Старик как будто проснулся, встал, перекрестился, поклонился графу и хозяину.
— Да, пора отдохнуть. Авось приснится что-нибудь лучше моих воспоминаний!.. Прощайте! Благодарю!..
— Куда же? — спросил граф.
— Там, у ручья, я видел прекрасную рощу…
— Что вы? что вы? В ваши лета! Приближается зной: вы сгорите на открытом воздухе. Пойдемте лучше со мною.
Старик повиновался и через несколько минут спал на походном тюфяке графа сном праведника.
Когда старик проснулся, граф стоял над ним, облокотясь обеими руками на спинку высокого стула.
— Каково почивали?
— Сладко! — отвечал старик. — Сладко!
— А что снилось?
— Отец. Мы с ним помирились.
— Но он, я думаю, давно уже умер?
— Вчера!.. Я был на его погребении, назло мачехе. Я оттолкнул ее детей от дорогой могилы и собственными руками набросал землю на гроб Антонио Аллегри. Вся Корреджио плакала со мною. Священник от слез не мог читать молитв. Одна она не плакала: злоба в ней была сильнее печали!..

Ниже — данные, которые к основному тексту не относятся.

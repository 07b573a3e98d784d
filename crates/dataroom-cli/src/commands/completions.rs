//! Shell completions generation command
//!
//! Usage: `dataroom completions bash > ~/.local/share/bash-completion/completions/dataroom`

use std::io;

use anyhow::Result;
use clap::CommandFactory;
use clap_complete::Shell;

use super::Context;

/// Arguments for `dataroom completions`
#[derive(Debug, clap::Args)]
pub struct CompletionsCommand {
    /// Shell to generate completions for
    #[arg(value_enum)]
    pub shell: Shell,
}

impl CompletionsCommand {
    pub async fn execute(&self, _ctx: &Context) -> Result<()> {
        let mut cmd = crate::Cli::command();
        clap_complete::generate(self.shell, &mut cmd, "dataroom", &mut io::stdout());
        Ok(())
    }
}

Старик закрыл лицо руками; мгновение, — он отер кулаком град слез; еще мгновение, — он стал весел, любовно смотрел на графа и опять заговорил:
— Я много помню! много! Зачем я это все помню?.. Мне было двенадцать лет; я возвращался из школы; меня встретила сестра моя, Вероника, со слезами на глазах. «Скорее, Лоренцо, скорее! — кричала она мне издали. Маменька плачет». Маменька плачет! Это показалось мне так невероятным! Кроме улыбки и сладкой слезы во время молитвы, другого выражения никогда не видал я на прекрасном лице матери. Я бросился прямо к ней в спальню… О, ужас! она точно пракала.(опечатка в книге) Я целовал ее руки, плакал сам и молил открыть причину слез. Она указала на грудь и проговорила только одно слово: «Болит!»
Старик встал и повторил слово «болит» таким пронзительным голосом, что даже сам граф невольно вздрогнул, а в дверях показалась бледная женская головка и опять спряталась.
— Не спина, не плечи, — кричал старик, — несут бремя жизни, но одна грудь, кладбище живых покойников, кровавых тайн. Не отпадают эти аспиды, пока не замучат жилицу сердца, пока не обратят в пустыню ее жилища!.. Четырнадцать тысяч пятьсот девяноста два раза я видел восхождение солнца с тех пор, как у моего сердца висит аспид. У меня был друг — сон, изменил; была подруга-сестра, умерла; все и всех мне заменил аспид; мы подружились; тайна стала моею жизнию… Славно! Это все одно, что деньги, что хлеб средство существования… Не правда ли?
— Так. Но чем же была больна твоя мать?
— Тайною, кровавою тайной; страшнее тайны у женщин не бывает. Но я, ребенок, я ничего не понял. Я бросился к отцу, нашел его в мастерской: он писал Мадонну… «Маменька больна, маменька больна!» — кричал я еще издали.
— Знаю, — отвечал Антонио так равнодушно, что я, по невольному чувству, как вкопанный, остановился посреди мастерской и не мог произнести ни слова… — Где ты шатаешься? Ступай работать, лентяй! — продолжал он сурово. — Вторая нечаянность! Обыкновенно Антонио встречал меня поцелуем и ласковым приветом. Смущенный, я не знал что говорить, что делать; сами собой губы мои лепетали: «Но маменька… маменька…» — Пройдет, пройдет! Не в первый раз, — сказал Антонио и ушел, хлопнув дверью.